▶ Data provided:
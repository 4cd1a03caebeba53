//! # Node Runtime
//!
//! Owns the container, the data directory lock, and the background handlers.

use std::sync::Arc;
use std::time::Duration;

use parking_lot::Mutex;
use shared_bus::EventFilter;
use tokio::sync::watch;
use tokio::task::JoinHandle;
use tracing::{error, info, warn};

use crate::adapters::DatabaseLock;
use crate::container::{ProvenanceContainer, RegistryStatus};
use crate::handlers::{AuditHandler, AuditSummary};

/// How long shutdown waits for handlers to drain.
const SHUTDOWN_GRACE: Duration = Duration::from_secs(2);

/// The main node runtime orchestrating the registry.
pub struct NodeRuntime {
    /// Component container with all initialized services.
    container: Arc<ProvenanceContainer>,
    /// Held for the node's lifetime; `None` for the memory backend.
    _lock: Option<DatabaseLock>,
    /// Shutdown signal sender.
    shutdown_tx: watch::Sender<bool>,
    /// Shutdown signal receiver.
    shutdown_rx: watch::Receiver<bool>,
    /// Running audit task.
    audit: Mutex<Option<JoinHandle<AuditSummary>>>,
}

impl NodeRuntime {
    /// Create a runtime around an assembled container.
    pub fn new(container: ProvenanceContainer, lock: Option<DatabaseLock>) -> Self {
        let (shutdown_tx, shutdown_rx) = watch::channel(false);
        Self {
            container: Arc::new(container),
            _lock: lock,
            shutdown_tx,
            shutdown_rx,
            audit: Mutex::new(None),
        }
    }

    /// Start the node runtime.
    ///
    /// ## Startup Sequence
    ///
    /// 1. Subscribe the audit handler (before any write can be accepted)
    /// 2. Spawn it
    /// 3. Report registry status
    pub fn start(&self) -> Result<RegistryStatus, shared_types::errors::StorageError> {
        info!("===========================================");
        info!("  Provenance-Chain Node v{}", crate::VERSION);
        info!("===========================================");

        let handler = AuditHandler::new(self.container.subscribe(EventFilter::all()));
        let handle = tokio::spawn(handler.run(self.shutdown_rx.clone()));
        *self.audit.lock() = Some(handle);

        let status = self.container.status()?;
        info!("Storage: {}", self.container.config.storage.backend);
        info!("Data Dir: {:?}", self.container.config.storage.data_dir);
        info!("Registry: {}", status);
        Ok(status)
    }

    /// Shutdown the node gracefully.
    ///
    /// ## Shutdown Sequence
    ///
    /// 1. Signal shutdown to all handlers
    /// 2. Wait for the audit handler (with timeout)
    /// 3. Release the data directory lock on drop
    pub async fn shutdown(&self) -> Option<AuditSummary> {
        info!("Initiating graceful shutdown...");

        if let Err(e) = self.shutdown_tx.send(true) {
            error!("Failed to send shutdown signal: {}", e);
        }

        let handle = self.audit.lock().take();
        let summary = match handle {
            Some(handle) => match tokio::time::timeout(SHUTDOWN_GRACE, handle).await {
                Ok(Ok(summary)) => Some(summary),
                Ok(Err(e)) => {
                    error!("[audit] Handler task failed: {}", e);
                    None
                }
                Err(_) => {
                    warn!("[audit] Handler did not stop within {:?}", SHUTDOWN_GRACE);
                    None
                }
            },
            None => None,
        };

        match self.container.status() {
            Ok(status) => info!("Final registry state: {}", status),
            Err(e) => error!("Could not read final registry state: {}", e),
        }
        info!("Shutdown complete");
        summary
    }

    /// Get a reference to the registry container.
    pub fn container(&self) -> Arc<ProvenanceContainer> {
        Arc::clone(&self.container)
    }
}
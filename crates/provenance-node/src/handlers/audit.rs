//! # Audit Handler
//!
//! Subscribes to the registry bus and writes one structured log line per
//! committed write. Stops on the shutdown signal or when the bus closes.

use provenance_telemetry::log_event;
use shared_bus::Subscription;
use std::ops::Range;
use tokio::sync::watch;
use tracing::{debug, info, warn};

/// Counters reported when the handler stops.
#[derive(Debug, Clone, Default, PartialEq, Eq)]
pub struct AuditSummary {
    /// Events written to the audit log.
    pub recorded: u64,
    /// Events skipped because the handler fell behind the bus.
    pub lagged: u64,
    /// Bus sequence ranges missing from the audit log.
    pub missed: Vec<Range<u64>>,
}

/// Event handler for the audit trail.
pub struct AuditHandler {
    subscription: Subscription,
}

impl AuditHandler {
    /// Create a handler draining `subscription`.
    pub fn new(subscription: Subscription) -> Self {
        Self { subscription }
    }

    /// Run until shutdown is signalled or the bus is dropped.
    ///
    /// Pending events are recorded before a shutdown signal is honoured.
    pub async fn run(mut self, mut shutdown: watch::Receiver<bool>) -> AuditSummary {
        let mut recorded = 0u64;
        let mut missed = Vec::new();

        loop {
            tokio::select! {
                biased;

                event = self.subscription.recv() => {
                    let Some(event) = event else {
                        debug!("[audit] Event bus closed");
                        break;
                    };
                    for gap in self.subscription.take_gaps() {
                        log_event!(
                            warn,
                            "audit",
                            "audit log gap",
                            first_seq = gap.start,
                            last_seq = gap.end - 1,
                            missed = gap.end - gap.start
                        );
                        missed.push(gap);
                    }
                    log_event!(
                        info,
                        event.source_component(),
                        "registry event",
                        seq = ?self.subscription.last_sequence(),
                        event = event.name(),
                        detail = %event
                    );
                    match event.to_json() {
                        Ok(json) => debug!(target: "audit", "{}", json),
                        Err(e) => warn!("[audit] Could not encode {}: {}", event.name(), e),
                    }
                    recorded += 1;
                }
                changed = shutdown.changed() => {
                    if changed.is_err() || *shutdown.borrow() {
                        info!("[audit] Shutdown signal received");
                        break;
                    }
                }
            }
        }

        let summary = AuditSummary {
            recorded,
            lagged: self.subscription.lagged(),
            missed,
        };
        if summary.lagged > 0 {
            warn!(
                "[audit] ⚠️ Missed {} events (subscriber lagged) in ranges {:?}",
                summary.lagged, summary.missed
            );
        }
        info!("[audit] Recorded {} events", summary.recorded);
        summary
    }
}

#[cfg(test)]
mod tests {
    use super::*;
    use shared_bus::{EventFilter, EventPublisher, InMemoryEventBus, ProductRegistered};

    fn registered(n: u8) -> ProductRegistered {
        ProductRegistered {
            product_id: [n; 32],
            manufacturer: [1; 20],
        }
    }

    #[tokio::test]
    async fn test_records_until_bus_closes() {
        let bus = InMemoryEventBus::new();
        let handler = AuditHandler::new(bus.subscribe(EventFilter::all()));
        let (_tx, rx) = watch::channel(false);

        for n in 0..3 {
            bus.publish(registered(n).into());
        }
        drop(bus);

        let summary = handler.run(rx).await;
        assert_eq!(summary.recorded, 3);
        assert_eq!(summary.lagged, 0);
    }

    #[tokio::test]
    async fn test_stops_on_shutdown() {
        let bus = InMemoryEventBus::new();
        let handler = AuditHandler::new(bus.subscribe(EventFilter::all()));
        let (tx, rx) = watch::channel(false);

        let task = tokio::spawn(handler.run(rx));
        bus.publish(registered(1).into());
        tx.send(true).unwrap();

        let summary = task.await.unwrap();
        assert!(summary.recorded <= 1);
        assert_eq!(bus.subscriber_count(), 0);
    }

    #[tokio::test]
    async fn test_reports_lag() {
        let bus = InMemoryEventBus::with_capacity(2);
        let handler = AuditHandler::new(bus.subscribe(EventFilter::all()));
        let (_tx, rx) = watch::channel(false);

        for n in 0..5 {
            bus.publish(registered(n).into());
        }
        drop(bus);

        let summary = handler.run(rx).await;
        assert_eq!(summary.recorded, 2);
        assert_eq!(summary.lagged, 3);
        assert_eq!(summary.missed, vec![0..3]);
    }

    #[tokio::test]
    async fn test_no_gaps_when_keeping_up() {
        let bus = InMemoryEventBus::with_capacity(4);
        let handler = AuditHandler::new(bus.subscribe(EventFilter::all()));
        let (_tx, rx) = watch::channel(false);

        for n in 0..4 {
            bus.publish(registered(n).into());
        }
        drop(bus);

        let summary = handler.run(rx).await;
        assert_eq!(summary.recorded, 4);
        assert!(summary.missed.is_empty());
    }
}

▶ The task: List all lines in the material containing the string "lagged".

▶ Written solution:
    pub lagged: u64,
            lagged: self.subscription.lagged(),
        if summary.lagged > 0 {
                "[audit] ⚠️ Missed {} events (subscriber lagged) in ranges {:?}",
                summary.lagged, summary.missed
        assert_eq!(summary.lagged, 0);
        assert_eq!(summary.lagged, 3);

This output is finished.